Clinical features of the patients.

ER, estrogen receptor; HER-2, human epidermal growth factor receptor-2; NLR, neutrophil-to-lymphocyte ratio; PR, progesterone receptor; SLN+, sentinel lymph node with metastasis; SLN−, sentinel lymph node without metastasis.

3.2 MG images segmentation and feature selection

185 CC views and 183 MLO views from 400 images of 200 patients were accurately segmented, with an accuracy of 92.5% for the CC set and 91.5% for the MLO set, respectively.

The kappa values for conventional semantic features of MG by two radiologists were all >0.80.

We implemented an independent feature selection approach for each feature set within the training set. After feature selection, the features of the single-modal models and the pre-fusion models are shown in Supplementary Table 1. For the Clinical model in the single-modal models, the features diameter, shape, margin, and MG_reported_LN and were selected.

3.3 Model construction and performance

Three single-modal models were built based on the selected features. The AUC of these models (Clinical model, Rad model, and DL model) were 0.797, 0.834, and 0.744 in the training set and 0.732, 0.793 and 0.726 in the internal validation set (Table 2; Supplementary Table 2). Second, the selected pre-fusion features were used to build the pre-fusion models: Clinical+Rad, Clinical+DL, and Clinical+Rad+DL. Among these pre-fusion models, the Clinical+Rad+DL model achieved the best performance with an AUC, accuracy, sensitivity and specificity of 0.873, 0.847, 0.768 and 0.878, respectively, in the training set and 0.776, 0.701, 0.791 and 0.667, respectively, in the internal validation set (Table 2; Figure 3). Finally, the prediction probabilities of the three single-modal models were further fused using SVM to build post-fusion models. The prediction probabilities of the Clinical model and the Rad model were fused to construct the post-fusion model Clinical+Rad; the prediction probabilities of the Clinical model and the DL model were combined to construct the post-fusion model Clinical+DL; and the prediction probabilities of the Clinical model, the Rad model, and the DL model were integrated to develop the post-fusion model Clinical+Rad+DL.

Table 2

Cohort	Model	AUC (95%CI)	Accuracy	Sensitivity	Specificity
Training set	Clinical model	0.797 (0.741–0.852)	0.793	0.571	0.878
	Pre-fusion model
	Clinical+Rad	0.853 (0.805–0.902)	0.852	0.75	0.891
	Clinical+DL	0.849 (0.800–0.898)	0.833	0.679	0.891
	Clinical+Rad+DL	0.873 (0.827–0.919)	0.847	0.768	0.878
	Post-fusion model
	Clinical+Rad	0.854 (0.806–0.903)	0.828	0.696	0.878
	Clinical+DL	0.827 (0.774–0.879)	0.852	0.554	0.966
	Clinical+Rad+DL	0.881 (0.836–0.925)	0.833	0.804	0.844
Internal validation set	Clinical model	0.732 (0.639–0.825)	0.816	0.5	0.937
	Pre-fusion model
	Clinical+Rad	0.762 (0.672–0.851)	0.805	0.625	0.873
	Clinical+DL	0.74 (0.648–0.832)	0.667	0.792	0.619
	Clinical+Rad+DL	0.776 (0.688–0.863)	0.701	0.791	0.667
	Post-fusion model
	Clinical+Rad	0.78 (0.693–0.867)	0.759	0.833	0.73
	Clinical+DL	0.776 (0.688–0.863)	0.851	0.542	0.968
	Clinical+Rad+DL	0.845 (0.769–0.921)	0.782	0.875	0.746
Test set	Post-fusion model
Test set	Clinical+Rad+DL	0.825 (0.812–0.932)	0.862	0.779	0.883

Performance of the different models in training set and validation set.

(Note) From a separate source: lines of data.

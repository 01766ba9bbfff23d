use axum::http::{self, Request, StatusCode};
use http_body_util::BodyExt;
use mock_server::{app, Echo};
use serde_json::Value;
use tower::ServiceExt;

async fn body_json<T: serde::de::DeserializeOwned>(response: axum::response::Response) -> T {
    let bytes = response.into_body().collect().await.unwrap().to_bytes();
    serde_json::from_slice(&bytes).unwrap()
}

async fn body_bytes(response: axum::response::Response) -> bytes::Bytes {
    response.into_body().collect().await.unwrap().to_bytes()
}

fn get(uri: &str) -> Request<String> {
    Request::builder().uri(uri).body(String::new()).unwrap()
}

fn post(uri: &str, content_type: &str, body: &str) -> Request<String> {
    Request::builder()
        .method("POST")
        .uri(uri)
        .header(http::header::CONTENT_TYPE, content_type)
        .body(body.to_string())
        .unwrap()
}

// --- echo ---

#[tokio::test]
async fn echo_reports_query_and_method() {
    let resp = app().oneshot(get("/echo?page=2&q=a+b")).await.unwrap();

    assert_eq!(resp.status(), StatusCode::OK);
    let envelope: Value = body_json(resp).await;
    assert_eq!(envelope["success"], true);
    let echo: Echo = serde_json::from_value(envelope["data"].clone()).unwrap();
    assert_eq!(echo.method, "GET");
    assert_eq!(echo.query["page"], "2");
    assert_eq!(echo.query["q"], "a b");
    assert!(echo.body.is_empty());
}

#[tokio::test]
async fn echo_reports_form_body_and_headers() {
    let mut req = post("/echo", "application/x-www-form-urlencoded", "a=1&b=two+words");
    req.headers_mut().insert("x-trace", "t1".parse().unwrap());
    let resp = app().oneshot(req).await.unwrap();

    assert_eq!(resp.status(), StatusCode::OK);
    let envelope: Value = body_json(resp).await;
    let echo: Echo = serde_json::from_value(envelope["data"].clone()).unwrap();
    assert_eq!(echo.method, "POST");
    assert_eq!(echo.content_type.as_deref(), Some("application/x-www-form-urlencoded"));
    assert_eq!(echo.body, "a=1&b=two+words");
    assert_eq!(echo.headers["x-trace"], "t1");
}

#[tokio::test]
async fn echo_json_wraps_payload_in_data() {
    let resp = app()
        .oneshot(post("/echo/json", "application/json", r#"{"id":7,"tags":["a"]}"#))
        .await
        .unwrap();

    assert_eq!(resp.status(), StatusCode::OK);
    let envelope: Value = body_json(resp).await;
    assert_eq!(envelope["code"], "0");
    assert_eq!(envelope["data"]["id"], 7);
    assert_eq!(envelope["data"]["tags"][0], "a");
}

#[tokio::test]
async fn echo_json_rejects_non_json_content_type() {
    let resp = app().oneshot(post("/echo/json", "text/plain", "{}")).await.unwrap();

    assert_eq!(resp.status(), StatusCode::UNSUPPORTED_MEDIA_TYPE);
}

// --- fixed envelopes ---

#[tokio::test]
async fn fixed_envelopes() {
    let ok: Value = body_json(app().oneshot(get("/envelope/ok")).await.unwrap()).await;
    assert_eq!(ok["data"]["x"], 1);

    let fail: Value = body_json(app().oneshot(get("/envelope/fail")).await.unwrap()).await;
    assert_eq!(fail["success"], false);
    assert_eq!(fail["msg"], "bad input");

    let flat: Value = body_json(app().oneshot(get("/envelope/flat")).await.unwrap()).await;
    assert_eq!(flat["name"], "widget");
    assert_eq!(flat["count"], 3);
}

// --- error statuses and bad bodies ---

#[tokio::test]
async fn status_route_returns_requested_status() {
    let resp = app().oneshot(get("/status/503")).await.unwrap();

    assert_eq!(resp.status(), StatusCode::SERVICE_UNAVAILABLE);
    let envelope: Value = body_json(resp).await;
    assert_eq!(envelope["msg"], "rejected by server");
}

#[tokio::test]
async fn status_route_rejects_non_numeric_code() {
    let resp = app().oneshot(get("/status/teapot")).await.unwrap();

    assert_eq!(resp.status(), StatusCode::BAD_REQUEST);
}

#[tokio::test]
async fn malformed_body_is_plain_text() {
    let resp = app().oneshot(get("/malformed")).await.unwrap();

    assert_eq!(resp.status(), StatusCode::OK);
    let body = body_bytes(resp).await;
    assert!(serde_json::from_slice::<Value>(&body).is_err());
}

#[tokio::test]
async fn slow_without_delay_answers_immediately() {
    let resp = app().oneshot(get("/slow")).await.unwrap();

    assert_eq!(resp.status(), StatusCode::OK);
    let envelope: Value = body_json(resp).await;
    assert_eq!(envelope["success"], true);
}

#[tokio::test]
async fn large_pads_data_to_requested_length() {
    let resp = app().oneshot(get("/large?bytes=4096")).await.unwrap();

    assert_eq!(resp.status(), StatusCode::OK);
    let envelope: Value = body_json(resp).await;
    assert_eq!(envelope["data"].as_str().map(str::len), Some(4096));
}

#[tokio::test]
async fn latin1_body_is_not_utf8() {
    let resp = app().oneshot(get("/latin1")).await.unwrap();

    assert_eq!(resp.status(), StatusCode::OK);
    let body = body_bytes(resp).await;
    assert!(std::str::from_utf8(&body).is_err());
    assert!(body.ends_with(b"caf\xe9\"}"));
}
//! Response envelopes and the extractors that read them.
//!
//! # Design
//! The bridge knows nothing about a particular API's envelope. Callers pass
//! an [`Extractors`] value holding closures that pull the success flag,
//! message, data element and (optionally) code out of the parsed JSON object.
//! Extractors are fallible: an `Err` is treated like any other decode failure
//! but is reported as [`Failure::Extractor`] so caller bugs stay visible.

use std::fmt;
use std::sync::Arc;

use serde::{Deserialize, Serialize};
use serde_json::{Map, Value};

use crate::error::{DecodeError, ExtractError};

/// Opaque message returned for every collapsed failure.
pub const SYSTEM_BUSY: &str = "system busy";

/// The top-level JSON object of a response.
pub type JsonObject = Map<String, Value>;

type Getter<R> = Arc<dyn Fn(&JsonObject) -> Result<R, ExtractError> + Send + Sync>;

/// Why a call failed, when it did.
#[derive(Debug, Clone, Copy, PartialEq, Eq)]
pub enum Failure {
    /// The server answered with a non-2xx status. The body was not read.
    HttpStatus(u16),
    /// Connecting, sending or reading the body failed.
    Transport,
    /// The body was not a JSON object or `data` did not fit the target type.
    Decode,
    /// A caller-supplied extractor returned an error.
    Extractor,
}

impl From<&DecodeError> for Failure {
    fn from(err: &DecodeError) -> Self {
        match err {
            DecodeError::Extract(_) => Failure::Extractor,
            _ => Failure::Decode,
        }
    }
}

/// Typed result of an executor call.
///
/// By extractor convention `data` is set only on success and `msg` only on
/// failure; the bridge does not enforce it.
#[derive(Debug, Clone, PartialEq, Serialize, Deserialize)]
pub struct ApiResponse<T> {
    pub success: bool,
    pub code: Option<String>,
    pub msg: Option<String>,
    pub data: Option<T>,
    #[serde(skip)]
    pub failure: Option<Failure>,
}

impl<T> ApiResponse<T> {
    /// Non-2xx status: nothing but the failure is populated.
    pub fn rejected(status: u16) -> Self {
        Self {
            success: false,
            code: None,
            msg: None,
            data: None,
            failure: Some(Failure::HttpStatus(status)),
        }
    }

    /// Generic failure carrying [`SYSTEM_BUSY`].
    pub fn system_busy(failure: Failure) -> Self {
        Self {
            success: false,
            code: None,
            msg: Some(SYSTEM_BUSY.to_string()),
            data: None,
            failure: Some(failure),
        }
    }
}

/// Caller-supplied functions that read one API's envelope convention.
#[derive(Clone)]
pub struct Extractors {
    success: Getter<bool>,
    msg: Getter<Option<String>>,
    data: Getter<Option<Value>>,
    code: Option<Getter<Option<String>>>,
}

impl Extractors {
    pub fn new<S, M, D>(success: S, msg: M, data: D) -> Self
    where
        S: Fn(&JsonObject) -> Result<bool, ExtractError> + Send + Sync + 'static,
        M: Fn(&JsonObject) -> Result<Option<String>, ExtractError> + Send + Sync + 'static,
        D: Fn(&JsonObject) -> Result<Option<Value>, ExtractError> + Send + Sync + 'static,
    {
        Self {
            success: Arc::new(success),
            msg: Arc::new(msg),
            data: Arc::new(data),
            code: None,
        }
    }

    /// Replace the default `code` lookup.
    pub fn with_code<C>(mut self, code: C) -> Self
    where
        C: Fn(&JsonObject) -> Result<Option<String>, ExtractError> + Send + Sync + 'static,
    {
        self.code = Some(Arc::new(code));
        self
    }

    /// `{success, code, msg, data}` read from fields of those names.
    pub fn conventional() -> Self {
        Self::new(
            |o| bool_field(o, "success"),
            |o| string_field(o, "msg"),
            |o| element_field(o, "data"),
        )
    }

    pub fn success(&self, object: &JsonObject) -> Result<bool, ExtractError> {
        (self.success)(object)
    }

    pub fn msg(&self, object: &JsonObject) -> Result<Option<String>, ExtractError> {
        (self.msg)(object)
    }

    pub fn data(&self, object: &JsonObject) -> Result<Option<Value>, ExtractError> {
        (self.data)(object)
    }

    /// Run the custom code extractor, or read the `code` field.
    pub fn code(&self, object: &JsonObject) -> Result<Option<String>, DecodeError> {
        match &self.code {
            Some(code) => Ok(code(object)?),
            None => code_field(object),
        }
    }
}

/// Read the envelope's `code` field as text.
pub(crate) fn code_field(object: &JsonObject) -> Result<Option<String>, DecodeError> {
    string_field(object, "code").map_err(|_| DecodeError::CodeNotScalar)
}

impl fmt::Debug for Extractors {
    fn fmt(&self, f: &mut fmt::Formatter<'_>) -> fmt::Result {
        f.debug_struct("Extractors")
            .field("custom_code", &self.code.is_some())
            .finish_non_exhaustive()
    }
}

/// Read a boolean flag. `"true"`/`"false"` strings are accepted.
pub fn bool_field(object: &JsonObject, key: &str) -> Result<bool, ExtractError> {
    match object.get(key) {
        Some(Value::Bool(flag)) => Ok(*flag),
        Some(Value::String(s)) if s.eq_ignore_ascii_case("true") => Ok(true),
        Some(Value::String(s)) if s.eq_ignore_ascii_case("false") => Ok(false),
        Some(other) => Err(ExtractError::new(format!("`{key}` is not a boolean: {other}"))),
        None => Err(ExtractError::new(format!("`{key}` is missing"))),
    }
}

/// Read a scalar as text. Absent fields are `None`; numbers and booleans are
/// rendered as text; null, arrays and objects are an error.
pub fn string_field(object: &JsonObject, key: &str) -> Result<Option<String>, ExtractError> {
    match object.get(key) {
        None => Ok(None),
        Some(Value::String(s)) => Ok(Some(s.clone())),
        Some(Value::Number(n)) => Ok(Some(n.to_string())),
        Some(Value::Bool(b)) => Ok(Some(b.to_string())),
        Some(other) => Err(ExtractError::new(format!("`{key}` is not a scalar: {other}"))),
    }
}

/// Clone a nested element out of the envelope.
pub fn element_field(object: &JsonObject, key: &str) -> Result<Option<Value>, ExtractError> {
    Ok(object.get(key).cloned())
}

AUC, Area under the curve; DL, deep learning; Rad, radiomics.

Figure 3

Receiver Operating Characteristic (ROC) curves for different models. (A) Pre-fusion models with Clinical, Clinical+DL, Clinical+Rad, and Clinical+Rad+DL. (B) Clinical and pre-fusion models. (C) Post-fusion models with Clinical+DL, Clinical+Rad, and Clinical+Rad+DL. (D) Clinical and post-fusion models. Each model's performance is measured by the Area Under the Curve (AUC) value. The diagonal dashed line represents random chance. — Receiver operating characteristic (ROC) curves of the Clinical model and pre-fusion models in the training **(A)** and validation set **(B)**. ROC curves of the post-fusion models in the training **(C)** and validation set **(D)**.

The post-fusion model Clinical+Rad+DL showed the best performance among all models (Table 2; Figure 3). Table 3 shows the DeLong test results comparing the Clinical model, the pre-fusion model Clinical+Rad+DL, and the post-fusion model Clinical+Rad+DL. In the training set, this model achieved the highest AUC of 0.881, which was statistically significantly higher than both the Clinical model (p < 0.001) and the pre-fusion model Clinical+Rad+DL (p = 0.03). Similarly, in the internal validation set, the AUC (0.845) of the post-fusion Clinical+Rad+DL model was the highest and statistically significant when compared to the Clinical model (p = 0.04) and the pre-fusion Clinical+Rad+DL model (p = 0.04).

Table 3

Model vs model	p-value
Training set
Clinical vs. Pre-fusion Clinical+Rad+DL	0.032
Clinical vs. Post-fusion Clinical+Rad+DL	0.044
Pre-fusion Clinical+Rad+DL vs. Post-fusion Clinical+Rad+DL	0.03
Internal validation set
Clinical vs. Pre-fusion Clinical+Rad+DL	0.78
Clinical vs. Post-fusion Clinical+Rad+DL	0.038
Pre-fusion Clinical+Rad+DL vs. Post-fusion Clinical+Rad+DL	0.027

Comparison of diagnostic performance between different models.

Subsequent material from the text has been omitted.